Start paying back the debt. There are two ways to do this. Firstly, this can be done by spending less we’re earning and using the budget surplus to pay off debt. Given the current budget shortfall and economic growth outlook, this solution seems unlikely at the moment.

The second option would be to sell off existing assets and use the proceeds to pay off some of the debt. If a household was in this situation yet had some assets which had some value (like a second car), they could sell them to pay back some debt to make it more manageable.

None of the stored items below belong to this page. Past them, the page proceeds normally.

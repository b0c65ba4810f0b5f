//! The schema store and its rows.
//!
//! `Database` holds every collection definition, every record, and the
//! ledger of applied migrations. It is persisted as a single JSON document
//! that is rewritten atomically after each successful mutation.

use crate::error::{ApiError, ApiResult};
use crate::record::Record;
use crate::schema::{self, Collection, FieldKind};
use crate::storage::{BlobCleanup, FileStorage};
use anyhow::{Context, Result};
use chrono::{DateTime, Utc};
use fs2::FileExt;
use serde::{Deserialize, Serialize};
use std::collections::BTreeMap;
use std::fs::{File, OpenOptions};
use std::path::{Path, PathBuf};
use tracing::{debug, info};

/// Name of the document inside the data directory
pub const DATA_FILE: &str = "data.json";

/// Lock file serializing writers of one data directory
pub const LOCK_FILE: &str = "data.lock";

/// Timestamp in the backend's `2025-10-20 19:15:14.292Z` format
pub fn now_timestamp() -> String {
    Utc::now().format("%Y-%m-%d %H:%M:%S%.3fZ").to_string()
}

/// New random 15-character record/collection id
pub fn generate_id() -> String {
    let id = uuid::Uuid::new_v4().simple().to_string();
    id[..15].to_string()
}

/// Exclusive hold on a data directory, released on drop.
///
/// Writers take it before loading the store and keep it until the store
/// is saved, so concurrent commands never overwrite each other's rows.
pub struct DataLock {
    file: File,
}

impl DataLock {
    /// Block until the data directory is free
    pub fn acquire(data_dir: &Path) -> Result<Self> {
        std::fs::create_dir_all(data_dir)
            .with_context(|| format!("failed to create {}", data_dir.display()))?;
        let path = data_dir.join(LOCK_FILE);
        let file = OpenOptions::new()
            .create(true)
            .truncate(false)
            .write(true)
            .open(&path)
            .with_context(|| format!("failed to open {}", path.display()))?;
        FileExt::lock_exclusive(&file)
            .with_context(|| format!("failed to lock {}", path.display()))?;
        debug!(path = %path.display(), "acquired data lock");
        Ok(Self { file })
    }
}

impl Drop for DataLock {
    fn drop(&mut self) {
        let _ = FileExt::unlock(&self.file);
    }
}

/// Migration-interface operations on collection definitions
pub trait SchemaDao {
    fn find_collection_by_name_or_id(&self, key: &str) -> ApiResult<Collection>;
    fn save_collection(&mut self, collection: Collection) -> ApiResult<()>;
    fn delete_collection(&mut self, collection: &Collection) -> ApiResult<()>;
}

/// One entry of the applied-migrations ledger
#[derive(Debug, Clone, PartialEq, Serialize, Deserialize)]
pub struct AppliedMigration {
    pub key: u64,
    pub name: String,
    pub applied_at: DateTime<Utc>,
}

#[derive(Debug, Clone, Serialize, Deserialize)]
pub struct Database {
    collections: Vec<Collection>,
    #[serde(default)]
    records: BTreeMap<String, Vec<Record>>,
    #[serde(default)]
    migrations: Vec<AppliedMigration>,
    /// Blob removals that wait until the store has been saved
    #[serde(skip)]
    pending_cleanup: Vec<BlobCleanup>,
    #[serde(skip)]
    path: Option<PathBuf>,
}

impl Default for Database {
    fn default() -> Self {
        Self::new()
    }
}

impl Database {
    /// Fresh in-memory store holding only the built-in users collection
    pub fn new() -> Self {
        let mut users = schema::users_collection();
        let now = now_timestamp();
        users.created = now.clone();
        users.updated = now;
        Self {
            collections: vec![users],
            records: BTreeMap::new(),
            migrations: Vec::new(),
            pending_cleanup: Vec::new(),
            path: None,
        }
    }

    /// Load the store from `data_dir`, or start a fresh one there
    pub fn open(data_dir: &Path) -> Result<Self> {
        let path = data_dir.join(DATA_FILE);
        let mut db = if path.exists() {
            let content = std::fs::read_to_string(&path)
                .with_context(|| format!("failed to read {}", path.display()))?;
            let db: Database = serde_json::from_str(&content)
                .with_context(|| format!("failed to parse {}", path.display()))?;
            debug!(path = %path.display(), collections = db.collections.len(), "loaded store");
            db
        } else {
            info!(path = %path.display(), "initializing new store");
            Database::new()
        };
        db.path = Some(path);
        Ok(db)
    }

    /// Write the store back to disk (no-op for in-memory stores)
    pub fn save(&self) -> Result<()> {
        let Some(path) = &self.path else {
            return Ok(());
        };
        if let Some(parent) = path.parent() {
            std::fs::create_dir_all(parent)?;
        }
        let tmp = path.with_extension("json.tmp");
        let content = serde_json::to_string_pretty(self)?;
        std::fs::write(&tmp, content)?;
        std::fs::rename(&tmp, path)?;
        debug!(path = %path.display(), "saved store");
        Ok(())
    }

    pub fn path(&self) -> Option<&Path> {
        self.path.as_deref()
    }

    pub fn collections(&self) -> &[Collection] {
        &self.collections
    }

    pub fn collection(&self, key: &str) -> Option<&Collection> {
        self.collections
            .iter()
            .find(|c| c.id == key)
            .or_else(|| self.collections.iter().find(|c| c.name == key))
    }

    /// Look up a collection or report it as not found
    pub fn require_collection(&self, key: &str) -> ApiResult<&Collection> {
        self.collection(key)
            .ok_or_else(|| ApiError::NotFound(format!("collection '{}'", key)))
    }

    pub fn records(&self, collection_id: &str) -> &[Record] {
        self.records
            .get(collection_id)
            .map(|r| r.as_slice())
            .unwrap_or(&[])
    }

    pub fn record(&self, collection_id: &str, id: &str) -> Option<&Record> {
        self.records(collection_id).iter().find(|r| r.id == id)
    }

    pub fn record_exists(&self, collection_id: &str, id: &str) -> bool {
        self.record(collection_id, id).is_some()
    }

    /// Whether an auth collection already has a row with this email
    pub fn email_in_use(&self, collection_id: &str, email: &str, except_id: Option<&str>) -> bool {
        self.records(collection_id).iter().any(|r| {
            Some(r.id.as_str()) != except_id
                && r.get_str("email")
                    .is_some_and(|e| e.eq_ignore_ascii_case(email))
        })
    }

    pub fn insert_record(&mut self, record: Record) -> ApiResult<()> {
        if self.record_exists(&record.collection_id, &record.id) {
            return Err(ApiError::Conflict(format!(
                "record '{}' already exists",
                record.id
            )));
        }
        self.records
            .entry(record.collection_id.clone())
            .or_default()
            .push(record);
        Ok(())
    }

    pub fn replace_record(&mut self, record: Record) -> ApiResult<()> {
        let rows = self.records.entry(record.collection_id.clone()).or_default();
        match rows.iter_mut().find(|r| r.id == record.id) {
            Some(slot) => {
                *slot = record;
                Ok(())
            }
            None => Err(ApiError::NotFound(format!("record '{}'", record.id))),
        }
    }

    pub fn remove_record(&mut self, collection_id: &str, id: &str) -> Option<Record> {
        let rows = self.records.get_mut(collection_id)?;
        let index = rows.iter().position(|r| r.id == id)?;
        Some(rows.remove(index))
    }

    pub fn applied_migrations(&self) -> &[AppliedMigration] {
        &self.migrations
    }

    pub fn is_applied(&self, key: u64) -> bool {
        self.migrations.iter().any(|m| m.key == key)
    }

    pub fn mark_applied(&mut self, key: u64, name: &str) {
        self.migrations.push(AppliedMigration {
            key,
            name: name.to_string(),
            applied_at: Utc::now(),
        });
    }

    pub fn mark_reverted(&mut self, key: u64) {
        self.migrations.retain(|m| m.key != key);
    }

    /// Queue a blob removal for after the next successful save
    pub fn queue_cleanup(&mut self, item: BlobCleanup) {
        self.pending_cleanup.push(item);
    }

    pub fn take_cleanup(&mut self) -> Vec<BlobCleanup> {
        std::mem::take(&mut self.pending_cleanup)
    }

    /// Save the store, then remove the blobs its changes orphaned.
    ///
    /// When the save fails the queue is kept and no file is touched.
    pub fn commit(&mut self, storage: &FileStorage) -> Result<()> {
        self.save()?;
        storage.cleanup(self.take_cleanup());
        Ok(())
    }

    /// Collections with a relation field pointing at `collection_id`
    pub fn referencing_fields(&self, collection_id: &str) -> Vec<(String, String)> {
        let mut out = Vec::new();
        for c in &self.collections {
            for f in &c.schema {
                if let FieldKind::Relation(o) = &f.kind {
                    if o.collection_id == collection_id {
                        out.push((c.id.clone(), f.name.clone()));
                    }
                }
            }
        }
        out
    }

    fn check_relations_and_names(&self, collection: &Collection) -> ApiResult<()> {
        let mut errors = collection.validate_definition();

        if self
            .collections
            .iter()
            .any(|c| c.id != collection.id && c.name.eq_ignore_ascii_case(&collection.name))
        {
            errors.add(
                "name",
                "name_taken",
                format!("Collection name '{}' is already in use", collection.name),
            );
        }

        for (i, field) in collection.schema.iter().enumerate() {
            if let FieldKind::Relation(o) = &field.kind {
                let target_exists = o.collection_id == collection.id
                    || self.collections.iter().any(|c| c.id == o.collection_id);
                if !target_exists {
                    errors.add(
                        &format!("schema.{}", i),
                        "missing_collection",
                        format!("Related collection '{}' does not exist", o.collection_id),
                    );
                }
            }
        }

        errors.into_result()
    }

    /// Carry row data across a schema change: renamed fields follow their
    /// field id, removed fields are dropped.
    fn migrate_rows(&mut self, old: &Collection, new: &Collection) {
        let Some(rows) = self.records.get_mut(&new.id) else {
            return;
        };
        for row in rows.iter_mut() {
            for old_field in &old.schema {
                match new.schema.iter().find(|f| f.id == old_field.id) {
                    Some(f) if f.name != old_field.name => {
                        if let Some(v) = row.data.remove(&old_field.name) {
                            row.data.insert(f.name.clone(), v);
                        }
                    }
                    Some(_) => {}
                    None => {
                        row.data.remove(&old_field.name);
                    }
                }
            }
            row.collection_name = new.name.clone();
        }
    }
}

impl SchemaDao for Database {
    fn find_collection_by_name_or_id(&self, key: &str) -> ApiResult<Collection> {
        self.require_collection(key).cloned()
    }

    fn save_collection(&mut self, mut collection: Collection) -> ApiResult<()> {
        if collection.id.is_empty() {
            collection.id = generate_id();
        }
        self.check_relations_and_names(&collection)?;

        let now = now_timestamp();
        collection.updated = now.clone();

        match self.collections.iter().position(|c| c.id == collection.id) {
            Some(index) => {
                let old = self.collections[index].clone();
                if collection.collection_type != old.collection_type {
                    return Err(ApiError::BadRequest(format!(
                        "cannot change the type of collection '{}'",
                        old.name
                    )));
                }
                if collection.created.is_empty() {
                    collection.created = old.created.clone();
                }
                self.migrate_rows(&old, &collection);
                debug!(collection = %collection.name, "updated collection");
                self.collections[index] = collection;
            }
            None => {
                if collection.created.is_empty() {
                    collection.created = now;
                }
                debug!(collection = %collection.name, "created collection");
                self.collections.push(collection);
            }
        }
        Ok(())
    }

    fn delete_collection(&mut self, collection: &Collection) -> ApiResult<()> {
        let Some(index) = self.collections.iter().position(|c| c.id == collection.id) else {
            return Err(ApiError::NotFound(format!("collection '{}'", collection.id)));
        };
        if self.collections[index].system {
            return Err(ApiError::BadRequest(format!(
                "system collection '{}' cannot be deleted",
                collection.name
            )));
        }
        let referenced_by: Vec<String> = self
            .referencing_fields(&collection.id)
            .into_iter()
            .filter(|(owner, _)| owner != &collection.id)
            .map(|(owner, field)| format!("{}.{}", owner, field))
            .collect();
        if !referenced_by.is_empty() {
            return Err(ApiError::BadRequest(format!(
                "collection '{}' is referenced by {}",
                collection.name,
                referenced_by.join(", ")
            )));
        }

        let removed = self.collections.remove(index);
        let rows = self.records.remove(&removed.id).map_or(0, |r| r.len());
        info!(collection = %removed.name, rows, "deleted collection");
        self.queue_cleanup(BlobCleanup::Collection(removed.id));
        Ok(())
    }
}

Unfortunately, in the case of South Africa, it’d be tricky to start selling any of the government’s assets on Facebook Marketplace.

What can we do?

As individuals, we should aspire to run our finances as best we can.

Here are a few simple principles:

  • Spend less than you earn
  • Only borrow money to acquire assets (as opposed to borrowing for spending)
  • Invest the difference between what you earn and spend
  • Income generated from these investments, over time, should passively increase your income, which means even more can be reinvested.

If each of us is able to grow our wealth – paying taxes, creating jobs and spending money (wisely) – then we can do our little bit to help grow the government’s income. And little by little, a little becomes a lot.

Nonkululeko Zungu is an Actuary at Sanlam Indie

** The views expressed do not necessarily reflect the views of Independent Media or IOL.